If a person wants to obtain PrEP, they first visit the health department for a risk assessment. That includes lab work, making sure the patient has healthy kidneys, an HIV test, and STD testing. Those costs are covered by the health department. The patient will then be scheduled into an once-a-month clinic where a physician will review the labs and then write a prescription. Afterward, the patient is seen quarterly, in which the labs are repeated.

Clark said the drug can be expensive — a couple thousand dollars — but Medicare and most private insurances cover the drug. While she acknowledges the expense of the drug, Clark says it’s much cheaper on the front end.

“Prevention is way cheaper than taking care of the disease after you get it,” she said.

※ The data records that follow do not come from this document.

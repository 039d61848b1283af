//! Worker command - run one job over stdin/stdout.

use std::io::Write;
use std::path::{Path, PathBuf};
use std::process::ExitCode;
use std::sync::Arc;
use std::time::{Duration, SystemTime};

use anyhow::{Context as _, Result};
use clap::{Args, Subcommand};
use runnel_worker::{CapacityProbe, Orchestrator, ScriptEngine, WorkerSettings};
use tracing::{debug, info, warn};

use super::{Context, cancel_on_signal, exit_code};

/// Prefix for private data directories the worker creates itself.
const TEMP_DIR_PREFIX: &str = "runnel_";

/// Arguments for the worker command.
#[derive(Args, Debug)]
#[command(args_conflicts_with_subcommands = true)]
pub struct WorkerArgs {
    #[command(subcommand)]
    pub command: Option<WorkerCommand>,

    /// Directory the job runs in; a fresh temp dir when omitted
    #[arg(long)]
    pub private_data_dir: Option<PathBuf>,

    /// Remove the private data directory before and after the job
    #[arg(long)]
    pub delete: bool,

    /// Interval between `running` heartbeats (0 disables)
    #[arg(long)]
    pub keepalive_seconds: Option<u64>,

    /// Extra config file layered over discovered ones
    #[arg(long)]
    pub config: Option<PathBuf>,

    /// Automation script to run
    #[arg(long, env = "RUNNEL_SCRIPT")]
    pub script: Option<PathBuf>,

    /// Print host capacity as YAML and exit
    #[arg(long)]
    pub worker_info: bool,
}

#[derive(Subcommand, Debug)]
pub enum WorkerCommand {
    /// Remove stale private data directories
    Cleanup(CleanupArgs),
}

#[derive(Args, Debug)]
pub struct CleanupArgs {
    /// Glob of directories to consider
    #[arg(long, default_value = "/tmp/runnel_*")]
    pub file_pattern: String,

    /// Only remove directories older than this many seconds
    #[arg(long, default_value_t = 3600)]
    pub grace_period: u64,

    /// List what would be removed without removing it
    #[arg(long)]
    pub dry_run: bool,
}

/// Run the worker command.
pub async fn run(args: WorkerArgs, _ctx: &Context) -> Result<ExitCode> {
    match args.command {
        Some(WorkerCommand::Cleanup(cleanup)) => cmd_cleanup(&cleanup),
        None if args.worker_info => cmd_worker_info(),
        None => cmd_worker(args).await,
    }
}

async fn cmd_worker(args: WorkerArgs) -> Result<ExitCode> {
    let private_data_dir = match &args.private_data_dir {
        Some(dir) => {
            if args.delete && dir.exists() {
                std::fs::remove_dir_all(dir)
                    .with_context(|| format!("failed to remove {}", dir.display()))?;
            }
            dir.clone()
        }
        None => tempfile::Builder::new()
            .prefix(TEMP_DIR_PREFIX)
            .tempdir()
            .context("failed to create private data directory")?
            .keep(),
    };

    let loaded = runnel_config::load_config_with_options(
        Some(&private_data_dir),
        None,
        args.config.as_deref(),
    )?;
    for warning in &loaded.warnings {
        warn!(%warning, "Ignoring config layer");
    }
    debug!(sources = ?loaded.loaded_from(), "Configuration loaded");

    let mut worker = loaded.config.worker();
    if let Some(secs) = args.keepalive_seconds {
        worker.keepalive_seconds = secs;
    }
    if let Some(script) = args.script {
        worker.script_path = script;
    }

    let engine = match &worker.interpreter {
        Some(interpreter) => ScriptEngine::new().with_interpreter(interpreter),
        None => ScriptEngine::new(),
    };
    let settings = WorkerSettings {
        private_data_dir: private_data_dir.clone(),
        worker,
        exit_codes: loaded.config.exit_codes(),
    };
    let orchestrator =
        Orchestrator::new(Arc::new(engine), settings).with_cancel_token(cancel_on_signal());

    let stdin = std::io::stdin();
    let stdout = std::io::stdout();
    let outcome = orchestrator
        .run(&mut stdin.lock(), &mut stdout.lock())
        .await;
    info!(
        state = %outcome.state,
        exit_code = outcome.exit_code,
        dir = %private_data_dir.display(),
        "Worker finished"
    );

    if args.delete
        && let Err(e) = std::fs::remove_dir_all(&private_data_dir)
    {
        warn!(error = %e, dir = %private_data_dir.display(), "Failed to remove private data dir");
    }

    Ok(exit_code(outcome.exit_code))
}

fn cmd_worker_info() -> Result<ExitCode> {
    let stdout = std::io::stdout();
    let mut out = stdout.lock();
    match CapacityProbe::new().probe() {
        Ok(info) => {
            serde_yaml::to_writer(&mut out, &info)?;
            Ok(ExitCode::SUCCESS)
        }
        Err(e) => {
            let report = serde_json::json!({ "errors": [e.to_string()] });
            serde_yaml::to_writer(&mut out, &report)?;
            out.flush()?;
            Ok(ExitCode::FAILURE)
        }
    }
}

fn cmd_cleanup(args: &CleanupArgs) -> Result<ExitCode> {
    let grace = Duration::from_secs(args.grace_period);
    let now = SystemTime::now();
    let entries = glob::glob(&args.file_pattern)
        .with_context(|| format!("invalid file pattern {}", args.file_pattern))?;

    let mut removed = 0usize;
    for entry in entries {
        let path = match entry {
            Ok(path) => path,
            Err(e) => {
                warn!(error = %e, "Skipping unreadable path");
                continue;
            }
        };
        if !is_stale(&path, now, grace) {
            continue;
        }
        if args.dry_run {
            println!("{}", path.display());
            removed += 1;
            continue;
        }
        match std::fs::remove_dir_all(&path) {
            Ok(()) => {
                println!("{}", path.display());
                removed += 1;
            }
            Err(e) => warn!(error = %e, path = %path.display(), "Failed to remove"),
        }
    }
    info!(removed, dry_run = args.dry_run, "Cleanup finished");
    Ok(ExitCode::SUCCESS)
}

/// A directory whose mtime is older than `grace`.
fn is_stale(path: &Path, now: SystemTime, grace: Duration) -> bool {
    let Ok(meta) = std::fs::symlink_metadata(path) else {
        return false;
    };
    if !meta.is_dir() {
        return false;
    }
    meta.modified()
        .ok()
        .and_then(|mtime| now.duration_since(mtime).ok())
        .is_some_and(|age| age > grace)
}
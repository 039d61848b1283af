//! Per-host outcome counters and the transposed run summary.

use std::collections::{BTreeMap, HashSet};

use serde::{Deserialize, Serialize};
use uuid::Uuid;

use crate::event::{EventKind, ExecutionEvent};

/// Counters for one host.
#[derive(Debug, Clone, Copy, Default, PartialEq, Eq, Serialize, Deserialize)]
pub struct HostStat {
    pub ok: u64,
    pub changed: u64,
    pub failures: u64,
    pub dark: u64,
    pub skipped: u64,
}

/// Per-status mapping of host to count. Hosts with a zero count for a bucket
/// are omitted from that bucket; all five buckets are always present.
#[derive(Debug, Clone, Default, PartialEq, Eq, Serialize, Deserialize)]
pub struct TransposedStats {
    pub ok: BTreeMap<String, u64>,
    pub changed: BTreeMap<String, u64>,
    pub failures: BTreeMap<String, u64>,
    pub dark: BTreeMap<String, u64>,
    pub skipped: BTreeMap<String, u64>,
}

impl TransposedStats {
    pub fn has_failures(&self) -> bool {
        !self.failures.is_empty() || !self.dark.is_empty()
    }
}

/// Accumulates outcomes from translated terminal events.
#[derive(Debug, Default)]
pub struct StatsAggregator {
    hosts: BTreeMap<String, HostStat>,
    counted: HashSet<(String, Uuid)>,
}

impl StatsAggregator {
    pub fn new() -> Self {
        Self::default()
    }

    /// Make sure `host` shows up in the recap even if it never finishes a task.
    pub fn observe_host(&mut self, host: &str) {
        if !self.hosts.contains_key(host) {
            self.hosts.insert(host.to_string(), HostStat::default());
        }
    }

    /// Count a translated event. Returns `true` if a bucket was incremented.
    ///
    /// Only terminal runner events count, and each (host, task scope) pair
    /// counts at most once.
    pub fn record(&mut self, event: &ExecutionEvent) -> bool {
        if !event.event.is_terminal() {
            return false;
        }
        let Some(host) = event.host() else {
            return false;
        };
        let scope = event.parent_uuid.unwrap_or(Uuid::nil());
        if !self.counted.insert((host.to_string(), scope)) {
            return false;
        }

        let stat = self.hosts.entry(host.to_string()).or_default();
        match event.event {
            EventKind::RunnerOnOk if event.changed() => stat.changed += 1,
            EventKind::RunnerOnOk => stat.ok += 1,
            EventKind::RunnerOnFailed => stat.failures += 1,
            EventKind::RunnerOnUnreachable => stat.dark += 1,
            EventKind::RunnerOnSkipped => stat.skipped += 1,
            _ => return false,
        }
        true
    }

    /// Hosts in recap order.
    pub fn hosts(&self) -> impl Iterator<Item = (&str, &HostStat)> {
        self.hosts.iter().map(|(host, stat)| (host.as_str(), stat))
    }

    pub fn transposed(&self) -> TransposedStats {
        let mut out = TransposedStats::default();
        for (host, stat) in &self.hosts {
            for (bucket, count) in [
                (&mut out.ok, stat.ok),
                (&mut out.changed, stat.changed),
                (&mut out.failures, stat.failures),
                (&mut out.dark, stat.dark),
                (&mut out.skipped, stat.skipped),
            ] {
                if count > 0 {
                    bucket.insert(host.clone(), count);
                }
            }
        }
        out
    }

    /// Any host failed a task or was unreachable.
    pub fn has_failures(&self) -> bool {
        self.hosts.values().any(|s| s.failures > 0 || s.dark > 0)
    }
}

#[cfg(test)]
mod tests {
    use super::*;
    use chrono::Utc;
    use serde_json::{Map, json};

    fn terminal(kind: EventKind, host: &str, scope: Uuid, changed: bool) -> ExecutionEvent {
        let mut data = Map::new();
        data.insert("host".into(), json!(host));
        data.insert("changed".into(), json!(changed));
        ExecutionEvent {
            uuid: Uuid::new_v4(),
            counter: 1,
            created: Utc::now(),
            runner_ident: "1".into(),
            event: kind,
            parent_uuid: Some(scope),
            event_data: data,
            stdout: String::new(),
            start_line: 0,
            end_line: 0,
        }
    }

    #[test]
    fn test_buckets() {
        let mut stats = StatsAggregator::new();
        stats.record(&terminal(EventKind::RunnerOnOk, "a", Uuid::new_v4(), false));
        stats.record(&terminal(EventKind::RunnerOnOk, "a", Uuid::new_v4(), true));
        stats.record(&terminal(EventKind::RunnerOnSkipped, "b", Uuid::new_v4(), false));

        let summary = stats.transposed();
        assert_eq!(summary.ok.get("a"), Some(&1));
        assert_eq!(summary.changed.get("a"), Some(&1));
        assert_eq!(summary.skipped.get("b"), Some(&1));
        assert!(summary.ok.get("b").is_none());
        assert!(!stats.has_failures());
        assert!(!summary.has_failures());
    }

    #[test]
    fn test_failures_and_dark() {
        let mut stats = StatsAggregator::new();
        stats.record(&terminal(EventKind::RunnerOnUnreachable, "db", Uuid::new_v4(), false));
        assert!(stats.has_failures());
        assert_eq!(stats.transposed().dark.get("db"), Some(&1));

        let mut stats = StatsAggregator::new();
        stats.record(&terminal(EventKind::RunnerOnFailed, "db", Uuid::new_v4(), false));
        assert!(stats.has_failures());
        assert!(stats.transposed().has_failures());
    }

    #[test]
    fn test_pair_counts_once() {
        let mut stats = StatsAggregator::new();
        let scope = Uuid::new_v4();
        assert!(stats.record(&terminal(EventKind::RunnerOnOk, "a", scope, false)));
        assert!(!stats.record(&terminal(EventKind::RunnerOnFailed, "a", scope, false)));
        assert!(!stats.has_failures());
        assert_eq!(stats.transposed().ok.get("a"), Some(&1));
    }

    #[test]
    fn test_observed_host_has_zero_row() {
        let mut stats = StatsAggregator::new();
        stats.observe_host("idle");
        let rows: Vec<_> = stats.hosts().collect();
        assert_eq!(rows, vec![("idle", &HostStat::default())]);
        let summary = serde_json::to_value(stats.transposed()).unwrap();
        assert_eq!(
            summary,
            json!({"ok": {}, "changed": {}, "failures": {}, "dark": {}, "skipped": {}})
        );
    }

    #[test]
    fn test_non_terminal_ignored() {
        let mut stats = StatsAggregator::new();
        let event = terminal(EventKind::RunnerOnStart, "a", Uuid::new_v4(), false);
        assert!(!stats.record(&event));
    }
}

Alex Davenport, SIU graduate student and PrEP user, said he didn’t begin to use the drug until fall of 2015 because his previous insurance didn’t cover it.

“When PrEP initially came out I was interested by it but wasn’t sure if it was the best choice,” he said. “After seeing the research and results, though, I felt like it would be worth trying to get on it in order to reduce my risk.”

Clark said the lower 19 counties see about 26 new cases a year. However, she said the Centers for Disease Control and Prevention says that health departments should take the number they have for cases and multiply it by at least nine. That is because there are large amounts of people who don’t get tested or don’t know they have the virus.